Ranjeet Virali-Murugesan
- Country (sports): India
- Residence: Chennai, India
- Born: 30 September 1985 (age 39) Coimbatore, India
- Plays: Right-handed (two-handed backhand)
- Prize money: $78,967

Singles
- Career record: 0–2 (at ATP Tour level, Grand Slam level, and in Davis Cup)
- Career titles: 1 ITF
- Highest ranking: No. 417 (24 May 2010)
- Current ranking: No. 1044 (2 July 2018)

Doubles
- Career record: 0–0 (at ATP Tour level, Grand Slam level, and in Davis Cup)
- Career titles: 18 ITF
- Highest ranking: No. 268 (11 August 2014)
- Current ranking: No. 1603 (2 July 2018)

Team competitions
- Davis Cup: 0–2

= Ranjeet Virali-Murugesan =

Indian tennis player

Ranjeet Virali-Murugesan (born 30 September 1985) is an Indian tennis player.

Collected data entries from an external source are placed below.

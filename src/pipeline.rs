// src/pipeline.rs
//! Fetch → parse → classify/enrich → merge, over every configured source.
//!
//! Sources run concurrently through `buffer_unordered`, with fetches bounded
//! by their own semaphore; every entry of a parsed source is classified and
//! enriched on a shared semaphore-bounded task pool, so one source can be
//! enriching while others still fetch.
//! Per-source results are re-ordered by source index before merging.
//!
//! No per-source or per-entry failure escapes [`Pipeline::run`]: failures are
//! logged, counted once in [`RunStats`] and the source contributes nothing.

use chrono::Utc;
use futures::stream::{self, StreamExt};
use metrics::histogram;
use serde::Serialize;
use std::sync::atomic::{AtomicUsize, Ordering};
use std::sync::{Arc, Mutex};
use std::time::{Duration, Instant};
use tokio::sync::Semaphore;
use tokio::task::{JoinError, JoinSet};
use tokio_util::sync::CancellationToken;
use tracing::{debug, error, info, warn};

use crate::classify::{duration_from_title, ShortClassifier};
use crate::config::FilterConfig;
use crate::enrich::{EnrichOptions, EnrichedEntry, EntryEnricher};
use crate::ingest::fetcher::{FeedFetcher, FeedTransport, RetryPolicy};
use crate::ingest::parser::parse_feed;
use crate::ingest::types::Source;
use crate::merge::merge;
use crate::metrics::ensure_metrics_described;
use crate::stats::{RunStats, StatsSnapshot};

/* ---- Phases ---- */

#[derive(Debug, Clone, Copy, PartialEq, Eq, Serialize)]
#[serde(rename_all = "snake_case")]
pub enum FailureReason {
    NoSources,
}

#[derive(Debug, Clone, Copy, PartialEq, Eq, Serialize)]
#[serde(rename_all = "snake_case")]
pub enum PipelinePhase {
    Idle,
    FetchingAll,
    ParsingAll,
    ClassifyingAndEnriching,
    Merging,
    Done,
    Failed(FailureReason),
}

impl PipelinePhase {
    fn rank(self) -> u8 {
        match self {
            PipelinePhase::Idle => 0,
            PipelinePhase::FetchingAll => 1,
            PipelinePhase::ParsingAll => 2,
            PipelinePhase::ClassifyingAndEnriching => 3,
            PipelinePhase::Merging => 4,
            PipelinePhase::Done | PipelinePhase::Failed(_) => 5,
        }
    }

    pub fn as_str(self) -> &'static str {
        match self {
            PipelinePhase::Idle => "idle",
            PipelinePhase::FetchingAll => "fetching_all",
            PipelinePhase::ParsingAll => "parsing_all",
            PipelinePhase::ClassifyingAndEnriching => "classifying_and_enriching",
            PipelinePhase::Merging => "merging",
            PipelinePhase::Done => "done",
            PipelinePhase::Failed(_) => "failed",
        }
    }
}

/// When a phase was left, relative to run start.
#[derive(Debug, Clone, PartialEq, Serialize)]
pub struct PhaseTiming {
    pub phase: PipelinePhase,
    pub ended_after_ms: u64,
}

/// Global barriers over per-source progress.
///
/// Each stage counter starts at the number of sources; a source settles a
/// stage whether it succeeded or not. The phase moves on when the last
/// outstanding source settles the current stage. Phases only move forward.
struct PhaseTracker {
    started: Instant,
    fetch_left: AtomicUsize,
    parse_left: AtomicUsize,
    process_left: AtomicUsize,
    state: Mutex<(PipelinePhase, Vec<PhaseTiming>)>,
}

impl PhaseTracker {
    fn new(sources: usize) -> Self {
        Self {
            started: Instant::now(),
            fetch_left: AtomicUsize::new(sources),
            parse_left: AtomicUsize::new(sources),
            process_left: AtomicUsize::new(sources),
            state: Mutex::new((PipelinePhase::Idle, Vec::new())),
        }
    }

    fn advance(&self, to: PipelinePhase) {
        let mut guard = self.state.lock().unwrap_or_else(|p| p.into_inner());
        let (current, timings) = &mut *guard;
        if to.rank() <= current.rank() {
            return;
        }
        let elapsed = self.started.elapsed();
        timings.push(PhaseTiming {
            phase: *current,
            ended_after_ms: elapsed.as_millis() as u64,
        });
        info!(
            from = current.as_str(),
            to = to.as_str(),
            elapsed_ms = elapsed.as_millis() as u64,
            "pipeline phase"
        );
        *current = to;
    }

    fn settle(counter: &AtomicUsize) -> bool {
        counter.fetch_sub(1, Ordering::AcqRel) == 1
    }

    fn fetched(&self) {
        if Self::settle(&self.fetch_left) {
            self.advance(PipelinePhase::ParsingAll);
        }
    }

    fn parsed(&self) {
        if Self::settle(&self.parse_left) {
            self.advance(PipelinePhase::ClassifyingAndEnriching);
        }
    }

    fn processed(&self) {
        if Self::settle(&self.process_left) {
            self.advance(PipelinePhase::Merging);
        }
    }

    /// Source gave up before producing entries: settle every remaining stage.
    fn abandoned_after_fetch(&self) {
        self.parsed();
        self.processed();
    }

    fn finish(&self) -> (PipelinePhase, Vec<PhaseTiming>) {
        let guard = self.state.lock().unwrap_or_else(|p| p.into_inner());
        (guard.0, guard.1.clone())
    }
}

/* ---- Report ---- */

#[derive(Debug, Clone, Serialize)]
pub struct RunReport {
    pub entries: Vec<EnrichedEntry>,
    pub stats: StatsSnapshot,
    pub phase: PipelinePhase,
    /// Cancelled or past the run deadline; `entries` covers finished sources only.
    pub incomplete: bool,
    pub timings: Vec<PhaseTiming>,
    pub elapsed_ms: u64,
}

enum EntryOutcome {
    Kept(EnrichedEntry),
    Short { title: String, reason: String },
}

/* ---- Orchestrator ---- */

pub struct Pipeline {
    sources: Vec<Arc<Source>>,
    fetcher: FeedFetcher,
    classifier: Arc<ShortClassifier>,
    enricher: Arc<EntryEnricher>,
    stats: Arc<RunStats>,
    fetch_concurrency: usize,
    entry_concurrency: usize,
    deadline: Duration,
}

impl Pipeline {
    pub fn from_config(
        cfg: &FilterConfig,
        transport: Arc<dyn FeedTransport>,
        stats: Arc<RunStats>,
    ) -> Self {
        Self {
            sources: cfg.sources().into_iter().map(Arc::new).collect(),
            fetcher: FeedFetcher::new(transport, RetryPolicy::from(&cfg.fetch)),
            classifier: Arc::new(ShortClassifier::from_config(cfg)),
            enricher: Arc::new(EntryEnricher::new(EnrichOptions::from(cfg))),
            stats,
            fetch_concurrency: cfg.fetch.concurrency.max(1),
            entry_concurrency: cfg.entry_concurrency.max(1),
            deadline: cfg.run_deadline(),
        }
    }

    pub fn sources(&self) -> &[Arc<Source>] {
        &self.sources
    }

    pub fn stats(&self) -> &Arc<RunStats> {
        &self.stats
    }

    pub async fn run(&self) -> RunReport {
        self.run_with_cancel(CancellationToken::new()).await
    }

    /// Run once. A tripped `cancel` (or the run deadline) stops new sources,
    /// drops in-flight work and returns what finished with `incomplete` set.
    pub async fn run_with_cancel(&self, cancel: CancellationToken) -> RunReport {
        ensure_metrics_described();
        self.stats.begin_run(Utc::now());
        let tracker = PhaseTracker::new(self.sources.len());

        if self.sources.is_empty() {
            warn!("no sources configured, nothing to fetch");
            tracker.advance(PipelinePhase::Failed(FailureReason::NoSources));
            return self.report(Vec::new(), &tracker, false);
        }

        tracker.advance(PipelinePhase::FetchingAll);
        let permits = Arc::new(Semaphore::new(self.entry_concurrency));
        let deadline = self.deadline;
        let stop = async move {
            tokio::select! {
                _ = cancel.cancelled() => warn!("run cancelled"),
                _ = tokio::time::sleep(deadline) => warn!(?deadline, "run deadline reached"),
            }
        };

        // Fetch slots are held only while a source is fetching, so a source
        // busy classifying never blocks another source's fetch.
        let fetch_slots = Semaphore::new(self.fetch_concurrency);
        let work: Vec<_> = self
            .sources
            .iter()
            .cloned()
            .enumerate()
            .map(|(idx, src)| self.run_source(idx, src, &fetch_slots, &permits, &tracker))
            .collect();

        let mut finished: Vec<(usize, Vec<EnrichedEntry>)> = stream::iter(work)
            .buffer_unordered(self.sources.len())
            .take_until(stop)
            .collect()
            .await;

        let incomplete = finished.len() < self.sources.len();
        finished.sort_by_key(|(idx, _)| *idx);

        tracker.advance(PipelinePhase::Merging);
        let merged = merge(finished.into_iter().map(|(_, batch)| batch).collect());
        tracker.advance(PipelinePhase::Done);

        self.report(merged, &tracker, incomplete)
    }

    fn report(&self, entries: Vec<EnrichedEntry>, tracker: &PhaseTracker, incomplete: bool) -> RunReport {
        let (phase, timings) = tracker.finish();
        let elapsed = tracker.started.elapsed();
        histogram!("feed_run_ms").record(elapsed.as_secs_f64() * 1_000.0);
        info!(
            entries = entries.len(),
            incomplete,
            phase = phase.as_str(),
            elapsed_ms = elapsed.as_millis() as u64,
            "pipeline run finished"
        );
        RunReport {
            entries,
            stats: self.stats.snapshot(),
            phase,
            incomplete,
            timings,
            elapsed_ms: elapsed.as_millis() as u64,
        }
    }

    async fn run_source(
        &self,
        idx: usize,
        source: Arc<Source>,
        fetch_slots: &Semaphore,
        permits: &Arc<Semaphore>,
        tracker: &PhaseTracker,
    ) -> (usize, Vec<EnrichedEntry>) {
        let fetched = {
            let _slot = fetch_slots.acquire().await;
            self.fetcher.fetch(source.clone()).await
        };
        let raw = match fetched {
            Ok(raw) => raw,
            Err(e) => {
                error!(source = %source.identifier, url = %e.url, attempts = e.attempts, error = %e, "feed fetch failed");
                self.stats.record_error();
                tracker.fetched();
                tracker.abandoned_after_fetch();
                return (idx, Vec::new());
            }
        };
        tracker.fetched();

        let parsed = parse_feed(&raw.bytes, &source);
        drop(raw);
        let parsed = match parsed {
            Ok(p) => p,
            Err(e) => {
                warn!(source = %source.identifier, error = %e, "malformed feed");
                self.stats.record_error();
                tracker.abandoned_after_fetch();
                return (idx, Vec::new());
            }
        };
        for skipped in &parsed.skipped {
            warn!(source = %source.identifier, error = %skipped, "feed item skipped");
            self.stats.record_error();
        }
        tracker.parsed();

        // JoinSet aborts whatever is still running if this future is dropped.
        let mut tasks = JoinSet::new();
        for (pos, entry) in parsed.entries.into_iter().enumerate() {
            let permits = permits.clone();
            let classifier = self.classifier.clone();
            let enricher = self.enricher.clone();
            tasks.spawn(async move {
                let _permit = permits.acquire_owned().await;
                let verdict = classifier.classify(&entry);
                if verdict.is_short {
                    return (
                        pos,
                        EntryOutcome::Short {
                            title: entry.title,
                            reason: verdict.reason,
                        },
                    );
                }
                let duration = duration_from_title(&entry.title).or(entry.duration_hint);
                (pos, EntryOutcome::Kept(enricher.enrich(&entry, duration)))
            });
        }

        let mut kept = Vec::new();
        while let Some(joined) = tasks.join_next().await {
            kept.extend(self.settle_entry(&source, joined));
        }
        tracker.processed();

        kept.sort_by_key(|(pos, _)| *pos);
        info!(source = %source.identifier, kept = kept.len(), "source processed");
        (idx, kept.into_iter().map(|(_, e)| e).collect())
    }

    /// Count one finished entry task; a panicked task still counts as processed.
    fn settle_entry(
        &self,
        source: &Source,
        joined: Result<(usize, EntryOutcome), JoinError>,
    ) -> Option<(usize, EnrichedEntry)> {
        self.stats.record_entry();
        match joined {
            Ok((pos, EntryOutcome::Kept(e))) => Some((pos, e)),
            Ok((_, EntryOutcome::Short { title, reason })) => {
                self.stats.record_short();
                debug!(source = %source.identifier, title = %title, reason = %reason, "filtered short");
                None
            }
            Err(e) => {
                error!(source = %source.identifier, error = %e, "entry task failed");
                self.stats.record_error();
                None
            }
        }
    }
}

Virali-Murugesan has a career high ATP singles ranking of 417 achieved on 24 May 2010 and a career high ATP doubles ranking of 268, achieved on 11 August 2014. Virali-Murugesan has won one ITF singles title and eighteen ITF doubles titles.

Virali-Murugesan has represented India at the Davis Cup, where he has a win–loss record of 0–2.